Esa administración al servicio, como debe ser, de los políticos plantea un serio dilema a cualquier profesional. Es cierto que este debe limitarse a ejecutar del mejor modo posible las instrucciones que recibe, porque no le corresponde decidir si la finalidad perseguida con ellas es o no conforme al interés general. Pero esa definición de las funciones del profesional requiere, para ser correcta, de una clase política que actúe siempre movida por el interés general y sólo por este; una clase política, pues, que no es ni de este país ni de este mundo. Siendo esto así ¿qué hacer si las instrucciones recibidas entran en conflicto con el criterio profesional del médico, abogado, ingeniero, arquitecto o incluso del economista? Puede que una campaña de vacunación no tenga razón de ser; que bajo el puente que mandan construir no pase ningún río; que la decisión administrativa que se ordena articular sea manifiestamente contraria a derecho; que la línea de ferrocarril proyectada aísle más territorios de los que une; que un proyecto urbanístico vaya a causar un daño irreparable a un paraje, o que una subida de tipos impositivos vaya a resultar en una reducción de la recaudación. ¿Qué debe hacer? Un dilema antiguo, causa de noches de insomnio para el profesional concienzudo. Nuestra Administración, poco amiga del papel, le ofrece una salida: ante una instrucción incómoda para el profesional, una sencilla frase a su superior, pronunciada con respeto y solemnidad a la vez, “póngamelo usted por escrito”, bastará quizá para que el oficio fatídico no llegue nunca. El profesional concienzudo habrá evitado quizá que se cometa un disparate. Eso sí, no ganará muchos amigos, y puede que no logre impedir su traslado.
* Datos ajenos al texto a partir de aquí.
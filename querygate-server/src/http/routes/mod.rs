//! Route handlers organized by store
//!
//! Handlers only check request shape and describe the query. They never
//! name a table or column from request text and never assemble SQL.

pub mod catalog;
pub mod health;
pub mod payments;

use axum::Json;

use crate::db::Store;
use crate::error::QueryError;
use crate::http::error::ApiError;
use crate::query::{build, QuerySpec, Record};
use crate::state::AppState;

/// Compile and run a read, returning its records as the response body.
pub(crate) async fn fetch_records(
    state: &AppState,
    store: Store,
    spec: QuerySpec,
) -> Result<Json<Vec<Record>>, ApiError> {
    let statement = build(store, spec)?;
    let rows = state
        .executor()
        .execute(&statement)
        .await?
        .into_rows()
        .ok_or(QueryError::Unknown)?;

    Ok(Json(rows))
}
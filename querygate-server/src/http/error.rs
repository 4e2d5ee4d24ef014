//! API error type with IntoResponse
//!
//! Every failure becomes `{"error": "<safe message>"}` with a status taken
//! from the error class. Driver diagnostics are logged by the executor and
//! never reach this layer.

use axum::extract::rejection::{JsonRejection, QueryRejection};
use axum::http::StatusCode;
use axum::response::{IntoResponse, Response};
use axum::Json;
use serde_json::json;

use crate::error::QueryError;
use crate::models::ValidationError;

/// API error with automatic HTTP status mapping
#[derive(Debug)]
pub enum ApiError {
    /// Request parameter failed validation (400)
    Validation(ValidationError),

    /// Query string or body could not be parsed (400)
    BadRequest { message: String },

    /// Connection or execution failure (status by class)
    Query(QueryError),
}

impl ApiError {
    pub fn status(&self) -> StatusCode {
        match self {
            Self::Validation(_) | Self::BadRequest { .. } => StatusCode::BAD_REQUEST,
            Self::Query(e) => match e {
                QueryError::Validation(_) => StatusCode::BAD_REQUEST,
                QueryError::Connection { .. } | QueryError::PoolExhausted { .. } => {
                    StatusCode::SERVICE_UNAVAILABLE
                }
                QueryError::Constraint => StatusCode::CONFLICT,
                QueryError::NotFound => StatusCode::NOT_FOUND,
                QueryError::Timeout(_) => StatusCode::GATEWAY_TIMEOUT,
                QueryError::Unknown => StatusCode::INTERNAL_SERVER_ERROR,
            },
        }
    }

    fn message(&self) -> String {
        match self {
            Self::Validation(e) => e.to_string(),
            Self::BadRequest { message } => message.clone(),
            Self::Query(QueryError::Unknown) => "an internal error occurred".to_owned(),
            Self::Query(e) => e.to_string(),
        }
    }
}

impl IntoResponse for ApiError {
    fn into_response(self) -> Response {
        let status = self.status();
        let message = self.message();

        if status.is_server_error() {
            tracing::warn!(status = status.as_u16(), error = %message, "request failed");
        } else {
            tracing::debug!(status = status.as_u16(), error = %message, "request rejected");
        }

        (status, Json(json!({ "error": message }))).into_response()
    }
}

impl From<ValidationError> for ApiError {
    fn from(e: ValidationError) -> Self {
        Self::Validation(e)
    }
}

impl From<QueryError> for ApiError {
    fn from(e: QueryError) -> Self {
        match e {
            QueryError::Validation(v) => Self::Validation(v),
            other => Self::Query(other),
        }
    }
}

impl From<JsonRejection> for ApiError {
    fn from(rejection: JsonRejection) -> Self {
        Self::BadRequest {
            message: rejection.body_text(),
        }
    }
}

impl From<QueryRejection> for ApiError {
    fn from(rejection: QueryRejection) -> Self {
        Self::BadRequest {
            message: rejection.body_text(),
        }
    }
}
//! Query Builder - compiles a [`QuerySpec`] into a [`PreparedStatement`]
//!
//! The template is assembled only from fixed keywords and allow-listed
//! identifiers. Every value becomes a positional `?` with the value carried
//! in `params`, in the same order.

use crate::db::{schema, Store};
use crate::models::ValidationError;

use super::spec::{Operation, Operator, QuerySpec, Value};

/// Template plus ordered bound parameters, tied to the store whose
/// allow-list validated it.
#[derive(Debug, Clone, PartialEq)]
pub struct PreparedStatement {
    store: Store,
    operation: Operation,
    sql: String,
    params: Vec<Value>,
}

impl PreparedStatement {
    pub fn store(&self) -> Store {
        self.store
    }

    pub fn operation(&self) -> Operation {
        self.operation
    }

    pub fn sql(&self) -> &str {
        &self.sql
    }

    pub fn params(&self) -> &[Value] {
        &self.params
    }

    /// Number of `?` placeholders in the template.
    ///
    /// Identifiers come from the allow-list and never contain `?`, so a
    /// plain count is exact.
    pub fn placeholder_count(&self) -> usize {
        self.sql.matches('?').count()
    }

    #[cfg(test)]
    pub(crate) fn raw(store: Store, operation: Operation, sql: &str, params: Vec<Value>) -> Self {
        Self {
            store,
            operation,
            sql: sql.to_owned(),
            params,
        }
    }
}

/// Compile `spec` against `store`'s allow-list.
///
/// # Errors
///
/// [`ValidationError`] when the table or any field is unknown to the store,
/// or the statement shape is invalid (UPDATE without SET or WHERE, SELECT
/// with SET).
///
/// # Example
///
/// ```
/// use querygate_server::db::Store;
/// use querygate_server::query::{build, Operator, QuerySpec};
///
/// let spec = QuerySpec::select("users").filter("id", Operator::Eq, "1 OR 1=1");
/// let statement = build(Store::Catalog, spec).unwrap();
/// assert_eq!(statement.sql(), "SELECT * FROM users WHERE id = ?");
/// assert_eq!(statement.params().len(), 1);
/// ```
pub fn build(store: Store, spec: QuerySpec) -> Result<PreparedStatement, ValidationError> {
    let table = schema::table(store, &spec.table).ok_or_else(|| ValidationError::UnknownTable {
        store,
        table: spec.table.clone(),
    })?;

    let column = |field: &str| {
        table.column(field).ok_or_else(|| ValidationError::UnknownField {
            table: table.name,
            field: field.to_owned(),
        })
    };

    let mut sql = String::with_capacity(64);
    let mut params = Vec::with_capacity(spec.assignments.len() + spec.predicates.len());

    match spec.operation {
        Operation::Select => {
            if !spec.assignments.is_empty() {
                return Err(ValidationError::UnexpectedAssignments);
            }
            sql.push_str("SELECT * FROM ");
            sql.push_str(table.name);
        }
        Operation::Update => {
            if spec.assignments.is_empty() {
                return Err(ValidationError::MissingAssignments);
            }
            if spec.predicates.is_empty() {
                return Err(ValidationError::MissingPredicates);
            }

            sql.push_str("UPDATE ");
            sql.push_str(table.name);
            sql.push_str(" SET ");
            for (i, assignment) in spec.assignments.into_iter().enumerate() {
                if i > 0 {
                    sql.push_str(", ");
                }
                sql.push_str(column(&assignment.field)?);
                sql.push_str(" = ?");
                params.push(assignment.value);
            }
        }
    }

    for (i, predicate) in spec.predicates.into_iter().enumerate() {
        sql.push_str(if i == 0 { " WHERE " } else { " AND " });
        sql.push_str(column(&predicate.field)?);
        sql.push_str(match predicate.operator {
            Operator::Eq => " = ?",
            Operator::Like => " LIKE ?",
            Operator::In => " IN (?)",
        });
        params.push(predicate.value);
    }

    tracing::debug!(store = %store, sql = %sql, params = params.len(), "statement compiled");

    Ok(PreparedStatement {
        store,
        operation: spec.operation,
        sql,
        params,
    })
}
Los profesionales deberán recordar que esa salida, aunque incómoda, existe, porque es muy posible que en el futuro la gente les pida cuentas a ellos también. El profesional tiene una obligación directa para con la sociedad, que, en circunstancias normales, encaja con las órdenes que le da su jefe. En caso de conflicto, sin embargo, no está de más que los profesionales recuerden que la obligación para con la sociedad, plasmada en su código deontológico, debe pasar por encima de la relación de dependencia jerárquica. Sólo por ello merecen la confianza de la sociedad.

Alfredo Pastor, cátedra Iese-Banc Sabadell de Economías Emergentes.